Azure is also in a good position to capitalize on the rising need for cybersecurity solutions. The commercial sector is constantly emphasizing cloud security as offices move from legacy IT infrastructures to the cloud. In addition to its strong growth prospects, security software is very resilient in times of economic uncertainty, as executives are reluctant to cut spending in this area. Though already strong before, these trends simply reinforce Azure’s growth story.

Risks

Demand Slowdown

The latest numbers on personal computer shipments confirm a rapid decline in demand due to the pandemic’s accelerated demand and declining consumer confidence amid rising inflation. Shipments fell 20% YoY in 3Q22, with analysts expecting even worse from the last quarter of the year. Microsoft’s more macro-sensitive businesses such as Windows and Bing are sure to suffer from the downturn.

FX

The strong USD continues to be a short-term headwind for big tech Microsoft, as more than 50% of the company’s consolidated revenues are generated from operations outside the US. Despite many believing the dollar to have peaked, these FX headwinds are far from over as the FED continues to hike rates. No matter its resilience in a downturn, Microsoft’s fundamentals will suffer.

Activision Blizzard

Although it remains a marginal tail risk, there is a chance that Microsoft’s proposed $69b acquisition of Activision Blizzard may fall apart. Most analysts see the deal closing by 2Q23, yet it remains at the discretion of the Competition and Markets Authority (UK) and European Commission. A negative outcome would likely put downward pressure on the stock.

Valuation

Despite the stock’s continued growth possibilities, Microsoft is currently trading at a considerable discount to both its own multi-year average and its large-cap peers.
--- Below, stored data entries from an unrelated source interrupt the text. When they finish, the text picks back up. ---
// =============================================================================
// Tests
// =============================================================================

#[cfg(test)]
mod tests {
    use super::*;
    use crate::error::ErrorCode;

    fn addr(fill: u8) -> Address {
        Address([fill; 20])
    }

    const ADMIN: Address = Address([0xad; 20]);

    fn registry() -> ImplementationRegistry {
        let mut r = ImplementationRegistry::new(addr(0xfa), ADMIN);
        r.add_implementation(ADMIN, "v1", addr(0xc1)).unwrap();
        r
    }

    #[test]
    fn test_add_sets_active_and_latest() {
        let r = registry();
        let info = r.implementation("v1").unwrap();
        assert!(info.is_active && !info.is_paused && !info.is_deprecated);
        assert_eq!(r.latest_version(), Some("v1"));
        assert_eq!(r.all_versions(), &["v1".to_string()]);
        assert!(r.usable_for_deployment("v1"));
        assert!(r.usable_for_upgrade("v1"));
    }

    #[test]
    fn test_add_rejects_bad_input() {
        let mut r = registry();
        assert!(r.add_implementation(ADMIN, "", addr(0xc2)).is_err());
        assert!(r.add_implementation(ADMIN, "v2", Address::ZERO).is_err());
        let err = r.add_implementation(ADMIN, "v1", addr(0xc2)).unwrap_err();
        assert_eq!(err.code, ErrorCode::VersionExists);
    }

    #[test]
    fn test_non_admin_mutations_rejected() {
        let mut r = registry();
        let outsider = addr(0x99);
        assert!(r.add_implementation(outsider, "v2", addr(0xc2)).is_err());
        assert!(r.pause_implementation(outsider, "v1").is_err());
        assert!(r.remove_implementation(outsider, "v1").is_err());
        assert!(r.propose_admin(outsider, outsider).is_err());
    }

    #[test]
    fn test_pause_blocks_deployment_only() {
        let mut r = registry();
        r.pause_implementation(ADMIN, "v1").unwrap();

        // Paused versions take no new deployments but stay upgradeable
        assert!(!r.usable_for_deployment("v1"));
        assert!(r.usable_for_upgrade("v1"));
        assert!(r.implementation("v1").unwrap().paused_at.is_some());

        r.unpause_implementation(ADMIN, "v1").unwrap();
        assert!(r.usable_for_deployment("v1"));
        assert!(r.implementation("v1").unwrap().paused_at.is_none());

        // Deprecation on top of a pause removes upgrade eligibility
        r.pause_implementation(ADMIN, "v1").unwrap();
        r.deprecate_implementation(ADMIN, "v1").unwrap();
        assert!(!r.usable_for_upgrade("v1"));
    }

    #[test]
    fn test_deprecate_blocks_upgrade_only() {
        let mut r = registry();
        r.deprecate_implementation(ADMIN, "v1").unwrap();

        // Still deployable, no longer an upgrade target
        assert!(r.usable_for_deployment("v1"));
        assert!(!r.usable_for_upgrade("v1"));

        // One-way
        assert!(r.deprecate_implementation(ADMIN, "v1").is_err());
    }

    #[test]
    fn test_remove_clears_both_structures_and_latest() {
        let mut r = registry();
        r.add_implementation(ADMIN, "v2", addr(0xc2)).unwrap();
        assert_eq!(r.latest_version(), Some("v2"));

        r.remove_implementation(ADMIN, "v2").unwrap();
        assert!(r.implementation("v2").is_none());
        assert!(!r.all_versions().contains(&"v2".to_string()));
        assert_eq!(r.latest_version(), None);

        // v1 survives and can become latest again
        r.set_latest_version(ADMIN, "v1").unwrap();
        assert_eq!(r.latest_version(), Some("v1"));
    }

    #[test]
    fn test_two_step_admin_handover() {
        let mut r = registry();
        let successor = addr(0x55);

        // Nobody can accept before a proposal
        assert!(r.accept_admin(successor).is_err());

        r.propose_admin(ADMIN, successor).unwrap();
        assert_eq!(r.pending_admin(), Some(successor));

        // Only the proposed successor may accept
        assert!(r.accept_admin(addr(0x66)).is_err());
        r.accept_admin(successor).unwrap();
        assert_eq!(r.admin(), successor);
        assert_eq!(r.pending_admin(), None);

        // Old admin lost the capability
        assert!(r.add_implementation(ADMIN, "v2", addr(0xc2)).is_err());
        assert!(r.add_implementation(successor, "v2", addr(0xc2)).is_ok());
    }

    #[test]
    fn test_create_wallet_happy_path() {
        let mut r = registry();
        let owners = [addr(1), addr(2), addr(3)];
        let wallet = r
            .create_wallet(addr(0x11), &owners, 2, "v1", &[0u8; 32])
            .unwrap();

        assert_eq!(wallet.factory(), r.address());
        assert_eq!(wallet.version(), "v1");
        assert_eq!(wallet.threshold(), 2);
        assert!(r.is_wallet_deployed(wallet.address()));
        assert_eq!(r.deployed_wallets(), &[wallet.address()]);
    }

    #[test]
    fn test_create_wallet_validation() {
        let mut r = registry();
        let owners = [addr(1), addr(2)];

        let err = r
            .create_wallet(addr(0x11), &owners, 3, "v1", &[0u8; 32])
            .unwrap_err();
        assert_eq!(err.code, ErrorCode::InvalidOwnerConfig);

        let err = r
            .create_wallet(addr(0x11), &owners, 2, "v9", &[0u8; 32])
            .unwrap_err();
        assert_eq!(err.code, ErrorCode::ImplementationNotUsable);

        r.pause_implementation(ADMIN, "v1").unwrap();
        let err = r
            .create_wallet(addr(0x11), &owners, 2, "v1", &[0u8; 32])
            .unwrap_err();
        assert_eq!(err.code, ErrorCode::ImplementationNotUsable);
    }

    #[test]
    fn test_create_wallet_salt_collision() {
        let mut r = registry();
        let owners = [addr(1), addr(2)];

        r.create_wallet(addr(0x11), &owners, 2, "v1", &[7u8; 32])
            .unwrap();
        let err = r
            .create_wallet(addr(0x11), &owners, 2, "v1", &[7u8; 32])
            .unwrap_err();
        assert_eq!(err.code, ErrorCode::AddressCollision);

        // Same salt, different caller: distinct address, no collision
        assert!(r
            .create_wallet(addr(0x22), &owners, 2, "v1", &[7u8; 32])
            .is_ok());
    }

    #[test]
    fn test_address_derivation_deterministic() {
        let r = registry();
        let a = r.derive_wallet_address(addr(0x11), &[7u8; 32], "v1");
        let b = r.derive_wallet_address(addr(0x11), &[7u8; 32], "v1");
        assert_eq!(a, b);

        assert_ne!(a, r.derive_wallet_address(addr(0x22), &[7u8; 32], "v1"));
        assert_ne!(a, r.derive_wallet_address(addr(0x11), &[8u8; 32], "v1"));
        assert_ne!(a, r.derive_wallet_address(addr(0x11), &[7u8; 32], "v2"));
    }
}
//! Privileged self-operations
//!
//! Governance operations a wallet performs on itself: owner replacement,
//! whitelist management, upgrades, emergency withdrawal, and nonce
//! cancellation. Every operation requires the wallet's own address as
//! the caller, which only the executor's self-call dispatch supplies;
//! direct external invocation fails with `Unauthorized`.
//!
//! The operations travel through `executeTransaction` as a bincode
//! encoded `SelfOperation` payload addressed to the wallet itself.

use crate::environment::CallOutcome;
use crate::error::{ErrorCode, MultisigError, MultisigResult};
use crate::registry::ImplementationRegistry;
use crate::types::Address;
use crate::wallet::events::WalletEvent;
use crate::wallet::{owners, Wallet};
use serde::{Deserialize, Serialize};
use std::collections::HashMap;

/// A governance operation addressed to the wallet itself
#[derive(Debug, Clone, Serialize, Deserialize, PartialEq, Eq)]
#[serde(rename_all = "snake_case")]
pub enum SelfOperation {
    ChangeOwners {
        owners: Vec<Address>,
        threshold: usize,
    },
    SetTrustedDelegate {
        target: Address,
        trusted: bool,
    },
    SetWithdrawalRecipient {
        recipient: Address,
        allowed: bool,
    },
    Upgrade {
        version: String,
    },
    Withdraw {
        recipient: Address,
    },
    CancelNonce {
        target: u64,
    },
}

impl SelfOperation {
    /// Encode as an executeTransaction payload
    pub fn encode(&self) -> MultisigResult<Vec<u8>> {
        bincode::serialize(self).map_err(|e| {
            MultisigError::new(ErrorCode::InvalidPayload, format!("encode failed: {}", e))
        })
    }

    /// Decode from an executeTransaction payload
    pub fn decode(payload: &[u8]) -> MultisigResult<Self> {
        bincode::deserialize(payload).map_err(|e| {
            MultisigError::new(
                ErrorCode::InvalidPayload,
                format!("not a self-operation payload: {}", e),
            )
        })
    }
}

impl Wallet {
    fn require_self(&self, caller: Address) -> MultisigResult<()> {
        if caller != self.address {
            return Err(MultisigError::unauthorized(
                "privileged operations accept only the wallet itself as caller",
            ));
        }
        Ok(())
    }

    /// Replace the owner set and threshold atomically.
    ///
    /// Validation is pure and happens before any mutation; on failure the
    /// previous configuration survives untouched.
    pub fn change_owners(
        &mut self,
        caller: Address,
        new_owners: &[Address],
        new_threshold: usize,
    ) -> MultisigResult<()> {
        self.require_self(caller)?;
        owners::validate_owner_config(new_owners, new_threshold)?;

        let old_owners = std::mem::replace(&mut self.owners, new_owners.to_vec());
        let old_threshold = self.threshold;
        self.is_owner = owners::build_membership(&self.owners);
        self.threshold = new_threshold;

        self.record_event(WalletEvent::OwnersChanged {
            old_owners,
            new_owners: new_owners.to_vec(),
            old_threshold,
            new_threshold,
        });
        Ok(())
    }

    /// Grant or revoke delegate-execution trust for a target
    pub fn set_trusted_delegate(
        &mut self,
        caller: Address,
        target: Address,
        trusted: bool,
    ) -> MultisigResult<()> {
        self.require_self(caller)?;
        if target.is_zero() {
            return Err(MultisigError::invalid_input(
                "delegate target is the zero address",
            ));
        }

        self.trusted_delegates.set(target, trusted);
        self.record_event(WalletEvent::DelegateWhitelistChanged { target, trusted });
        Ok(())
    }

    /// Grant or revoke emergency-withdrawal eligibility for a recipient
    pub fn set_withdrawal_recipient(
        &mut self,
        caller: Address,
        recipient: Address,
        allowed: bool,
    ) -> MultisigResult<()> {
        self.require_self(caller)?;
        if recipient.is_zero() {
            return Err(MultisigError::invalid_input(
                "withdrawal recipient is the zero address",
            ));
        }

        self.withdrawal_recipients.set(recipient, allowed);
        self.record_event(WalletEvent::WithdrawalWhitelistChanged { recipient, allowed });
        Ok(())
    }

    /// Switch the installed logic component to a registry version.
    ///
    /// The registry must be the factory this wallet was created by, and
    /// the version must currently be usable as an upgrade target.
    pub fn upgrade(
        &mut self,
        caller: Address,
        registry: &ImplementationRegistry,
        version: &str,
    ) -> MultisigResult<()> {
        self.require_self(caller)?;
        if registry.address() != self.factory {
            return Err(MultisigError::unauthorized(
                "registry is not this wallet's factory",
            ));
        }
        let new_component = registry
            .implementation(version)
            .ok_or_else(|| MultisigError::unknown_version(format!("unknown version {}", version)))?
            .component;
        if !registry.usable_for_upgrade(version) {
            return Err(MultisigError::implementation_not_usable(format!(
                "version {} is not usable as an upgrade target",
                version
            )));
        }

        // The previously installed version may have been removed since
        let old_component = registry
            .implementation(&self.version)
            .map(|info| info.component)
            .unwrap_or(Address::ZERO);
        let old_version = std::mem::replace(&mut self.version, version.to_string());

        self.record_event(WalletEvent::Upgraded {
            old_component,
            new_component,
            old_version,
            new_version: version.to_string(),
        });
        Ok(())
    }

    /// Move the wallet's entire native balance to a whitelisted recipient
    pub fn withdraw(
        &mut self,
        caller: Address,
        balances: &mut HashMap<Address, u128>,
        recipient: Address,
    ) -> MultisigResult<u128> {
        self.require_self(caller)?;
        if recipient.is_zero() {
            return Err(MultisigError::invalid_input(
                "withdrawal recipient is the zero address",
            ));
        }
        if !self.withdrawal_recipients.contains(recipient) {
            return Err(MultisigError::new(
                ErrorCode::RecipientNotWhitelisted,
                format!("recipient {} is not whitelisted", recipient.to_hex()),
            ));
        }
        let amount = balances.get(&self.address).copied().unwrap_or(0);
        if amount == 0 {
            return Err(MultisigError::insufficient_balance(
                "wallet balance is zero",
            ));
        }

        balances.insert(self.address, 0);
        *balances.entry(recipient).or_insert(0) += amount;

        self.record_event(WalletEvent::EmergencyWithdrawal { recipient, amount });
        Ok(amount)
    }

    /// Invalidate every pre-signed transaction with nonce <= `target`
    pub fn cancel_nonce(&mut self, caller: Address, target: u64) -> MultisigResult<u64> {
        self.require_self(caller)?;
        let resulting = self.nonce.cancel_up_to(target)?;
        self.record_event(WalletEvent::NonceCancelled {
            cancelled_through: target,
            resulting_nonce: resulting,
        });
        Ok(resulting)
    }
}

/// Run a self-call payload against the wallet.
///
/// Used by the executor when a transaction targets the wallet itself.
/// Operation failures surface as an unsuccessful call outcome carrying
/// the error text; they never fail the executor.
pub(crate) fn dispatch_self_operation(
    wallet: &mut Wallet,
    registry: &ImplementationRegistry,
    balances: &mut HashMap<Address, u128>,
    payload: &[u8],
) -> CallOutcome {
    let operation = match SelfOperation::decode(payload) {
        Ok(op) => op,
        Err(e) => return CallOutcome::failed(e.to_string()),
    };

    let caller = wallet.address();
    let result = match operation {
        SelfOperation::ChangeOwners { owners, threshold } => {
            wallet.change_owners(caller, &owners, threshold)
        }
        SelfOperation::SetTrustedDelegate { target, trusted } => {
            wallet.set_trusted_delegate(caller, target, trusted)
        }
        SelfOperation::SetWithdrawalRecipient { recipient, allowed } => {
            wallet.set_withdrawal_recipient(caller, recipient, allowed)
        }
        SelfOperation::Upgrade { version } => wallet.upgrade(caller, registry, &version),
        SelfOperation::Withdraw { recipient } => {
            wallet.withdraw(caller, balances, recipient).map(|_| ())
        }
        SelfOperation::CancelNonce { target } => wallet.cancel_nonce(caller, target).map(|_| ()),
    };

    match result {
        Ok(()) => CallOutcome::ok(Vec::new()),
        Err(e) => CallOutcome::failed(e.to_string()),
    }
}

// =============================================================================
// Tests
// =============================================================================
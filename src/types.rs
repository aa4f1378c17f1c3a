//! Shared types for the multisig account engine
//!
//! Core identity and signature types used across the wallet, the
//! authorizer, and the implementation registry.

use crate::error::{ErrorCode, MultisigError, MultisigResult};
use serde::{Deserialize, Deserializer, Serialize, Serializer};
use std::fmt;
use std::str::FromStr;

// =============================================================================
// Constants
// =============================================================================

/// Maximum number of owners a wallet may hold
pub const MAX_OWNERS: usize = 50;

/// Cap on return data copied back from a CALL-mode dispatch (returnbomb defense)
pub const MAX_RETURN_DATA: usize = 512;

/// Gas allowance forwarded to CALL-mode callees
pub const CALL_GAS_ALLOWANCE: u64 = 100_000;

// =============================================================================
// Address
// =============================================================================

/// A 20-byte account identity.
///
/// Ordering is byte-lexicographic; the authorizer relies on it as the
/// canonical identity ordering for ascending-signature checks.
#[derive(Debug, Clone, Copy, PartialEq, Eq, PartialOrd, Ord, Hash, Default)]
pub struct Address(pub [u8; 20]);

impl Address {
    /// The all-zero address, never a valid owner or target
    pub const ZERO: Address = Address([0u8; 20]);

    pub fn is_zero(&self) -> bool {
        self.0 == [0u8; 20]
    }

    pub fn as_bytes(&self) -> &[u8; 20] {
        &self.0
    }

    /// Parse from a hex string, with or without the `0x` prefix
    pub fn from_hex(s: &str) -> MultisigResult<Self> {
        let stripped = s.strip_prefix("0x").unwrap_or(s);
        let bytes = hex::decode(stripped).map_err(|e| {
            MultisigError::new(ErrorCode::InvalidAddress, format!("invalid hex: {}", e))
        })?;
        if bytes.len() != 20 {
            return Err(MultisigError::new(
                ErrorCode::InvalidAddress,
                format!("expected 20 bytes, got {}", bytes.len()),
            ));
        }
        let mut out = [0u8; 20];
        out.copy_from_slice(&bytes);
        Ok(Address(out))
    }

    /// Lowercase hex rendering with `0x` prefix
    pub fn to_hex(&self) -> String {
        format!("0x{}", hex::encode(self.0))
    }

    /// EIP-55 checksummed rendering
    pub fn to_checksum(&self) -> String {
        let lower = hex::encode(self.0);
        let hash = crate::hashing::keccak256(lower.as_bytes());

        let mut result = String::from("0x");
        for (i, ch) in lower.chars().enumerate() {
            let byte = hash[i / 2];
            let nibble = if i % 2 == 0 { byte >> 4 } else { byte & 0x0f };

            if ch.is_ascii_digit() {
                result.push(ch);
            } else if nibble >= 8 {
                result.push(ch.to_ascii_uppercase());
            } else {
                result.push(ch);
            }
        }
        result
    }
}

impl fmt::Display for Address {
    fn fmt(&self, f: &mut fmt::Formatter<'_>) -> fmt::Result {
        write!(f, "{}", self.to_checksum())
    }
}

impl FromStr for Address {
    type Err = MultisigError;

    fn from_str(s: &str) -> Result<Self, Self::Err> {
        Address::from_hex(s)
    }
}

impl Serialize for Address {
    fn serialize<S: Serializer>(&self, serializer: S) -> Result<S::Ok, S::Error> {
        serializer.serialize_str(&self.to_hex())
    }
}

impl<'de> Deserialize<'de> for Address {
    fn deserialize<D: Deserializer<'de>>(deserializer: D) -> Result<Self, D::Error> {
        let s = String::deserialize(deserializer)?;
        Address::from_hex(&s).map_err(serde::de::Error::custom)
    }
}

// =============================================================================
// Signature
// =============================================================================

/// A recoverable ECDSA signature in r || s || v form
#[derive(Debug, Clone, Copy, PartialEq, Eq, Serialize, Deserialize)]
pub struct Signature {
    pub r: [u8; 32],
    pub s: [u8; 32],
    pub v: u8,
}

impl Signature {
    pub fn new(r: [u8; 32], s: [u8; 32], v: u8) -> Self {
        Self { r, s, v }
    }

    /// Serialize as 65 bytes: r || s || v
    pub fn to_bytes(&self) -> [u8; 65] {
        let mut out = [0u8; 65];
        out[0..32].copy_from_slice(&self.r);
        out[32..64].copy_from_slice(&self.s);
        out[64] = self.v;
        out
    }

    /// Parse from 65 bytes: r || s || v
    pub fn from_bytes(bytes: &[u8]) -> MultisigResult<Self> {
        if bytes.len() != 65 {
            return Err(MultisigError::new(
                ErrorCode::InvalidInput,
                format!("expected 65 signature bytes, got {}", bytes.len()),
            ));
        }
        let mut r = [0u8; 32];
        let mut s = [0u8; 32];
        r.copy_from_slice(&bytes[0..32]);
        s.copy_from_slice(&bytes[32..64]);
        Ok(Self { r, s, v: bytes[64] })
    }

    pub fn to_hex(&self) -> String {
        format!("0x{}", hex::encode(self.to_bytes()))
    }
}

// =============================================================================
// Call mode
// =============================================================================

/// How the executor dispatches a transaction's call
#[derive(Debug, Clone, Copy, PartialEq, Eq, Serialize, Deserialize)]
#[serde(rename_all = "snake_case")]
pub enum CallMode {
    /// Forward call into the target's own code and state
    Call,
    /// Run whitelisted target logic against the calling wallet's state
    Delegate,
}

impl CallMode {
    /// Numeric encoding used inside the canonical transaction hash
    pub fn as_u8(&self) -> u8 {
        match self {
            CallMode::Call => 0,
            CallMode::Delegate => 1,
        }
    }
}

// =============================================================================
// Tests
// =============================================================================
*5Y Historical Price/Forward EPS. Source: CIQ*

At 23.5x Price/Forward EPS, Microsoft is trading one standard deviation below its 5-year average multiple. Even in the event of a serious downturn, it would be difficult to imagine a multiple compression beyond 21x. Also, with this fiscal year’s EPS estimated at 9.54 and current share price of $231, much of the EPS contraction is already priced in. The downside is limited. The upside potential, instead, is quite significant as Microsoft has plenty of room for multiple expansion. The average target price is $275, making for a 20% upside. For long-term growth investors, there won’t be many other opportunities to buy the high-quality equity asset which is Microsoft at this price.

*Fair Value. Source: InvestingPro*

Conclusion

Like many others, Microsoft stock has been battered this year in light of FX headwinds and a market downturn. Yet, the company clearly remains among the world’s greatest with core competencies that underpin its possibilities for sustained longer-term success. Despite the latest earnings being quite flat, there are details that point to a certain resilience within areas of Microsoft’s diversified product portfolio, such as the Office Suite and its cybersecurity services. The company also continues to show off its ability to capitalize on its existing user base to seize market share, increase its addressable market, and explore new growth areas. With multiples near 5-year lows, now may be the time to get in on one of NASDAQ’s gems.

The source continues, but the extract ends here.